Other researchers have found that what triggers the memories isn’t the music as much as the emotional attachment to the music, he continued. “As certain songs are played, I can feel myself changing with the song, because each one brings you to parts of your life that your brain is attached to. When you’re young, and you listen to the same song over and over again, like I did with Springsteen, you have emotions tied to that song; that’s what you’re storing. The emotional part is stored forever, so when that song comes up, the part that stores the emotion … lights up.
“We hope that, by lighting up a part of the brain that we know works, we can reteach people,” he continued, adding that, by seeing pictures and hearing music, Berube believes individuals can relearn peoples’ names and remember things from their past.

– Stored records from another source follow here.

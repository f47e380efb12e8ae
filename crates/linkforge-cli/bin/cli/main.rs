use anyhow::Context;
use clap::Parser;
use jiff::Timestamp;
use linkforge_cli::{execute, Cli};
use linkforge_core::{MappingCreator, MappingError};
use linkforge_generator::SeqGenerator;
use linkforge_storage::FileMappingStore;
use std::process::ExitCode;
use tracing::info;
use tracing_subscriber::EnvFilter;

#[tokio::main]
async fn main() -> ExitCode {
    let cli = Cli::parse();

    tracing_subscriber::fmt()
        .with_env_filter(EnvFilter::new(&cli.log))
        .with_writer(std::io::stderr)
        .init();

    match run(cli).await {
        Ok(()) => ExitCode::SUCCESS,
        Err(err) => {
            match err.downcast_ref::<MappingError>() {
                Some(mapping) => eprintln!("{}", mapping.rendered()),
                None => eprintln!("error: {err:#}"),
            }
            ExitCode::FAILURE
        }
    }
}

async fn run(cli: Cli) -> anyhow::Result<()> {
    info!(
        data_file = %cli.data_file.display(),
        counter_floor = cli.counter_floor,
        "opening mapping store"
    );

    let creator = MappingCreator::new(SeqGenerator::with_offset(cli.counter_floor));
    let store = FileMappingStore::open_with(cli.data_file.clone(), creator)
        .await
        .with_context(|| format!("cannot open {}", cli.data_file.display()))?;

    execute(
        &store,
        store.creator().error_mapper(),
        cli.command,
        Timestamp::now(),
        &mut std::io::stdout(),
    )
    .await
}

As he explained how the photographic journeys process works, Berube popped in a display video, the same one that’s on the company’s Web site: www.journeys2remember.com. A composite of random photographs, the video doesn’t represent an actual family, but shows how the process works. Starting with the subject male’s wife, it proceeds to show photographs of an extended family, including children and grandchildren.
Each individual is moved digitally to the center of the photograph, and their name appears on or near the image. There is accompanying information as well, such as ‘first daughter’ and ‘oldest grandchild.’ This chronological collage is then set to music that, in most cases, the individual would have listened to in his or her teens and 20s.
Moving Pictures was incorporated roughly a year ago, and over the course of that time Berube has been hard at work trying to get a business started with what he considers a sound idea, but limited capital. Along the way, five photographic journeys were essentially given away to selected clients, with four of them experiencing positive results — meaning a real difference in their ability to recognize people and recall events — and the fifth at such an advanced stage of Alzheimer’s that improvement should not have been expected, in Berube’s estimation.
After some false starts with the concept, some venture capital has been raised, and an office has been created in Feeding Hills. The plan moving forward is to aggressively market the concept through the Internet and pitches to individual assisted-living communities.
Clinical trials involving perhaps 150 individuals are currently underway, Berube noted, adding that he is confident that the trials will yield considerably more statistical support for the product and act as a strong selling tool.
All the Way Home
Time will tell if photographic journeys can make the leap from clinical concept to successful business product.
Berube knows that, like his road back from his accident and the subsequent physical and neurological ailments, this trek is a long and winding road.
But he firmly believes that the memories summoned by photos of his children and some old Springsteen songs are not the product of chance, but rather a clinical success story he hopes to rewrite for people around the world.
In short, he believes this product, this breakthrough, was — as his favorite musician might say — born to run.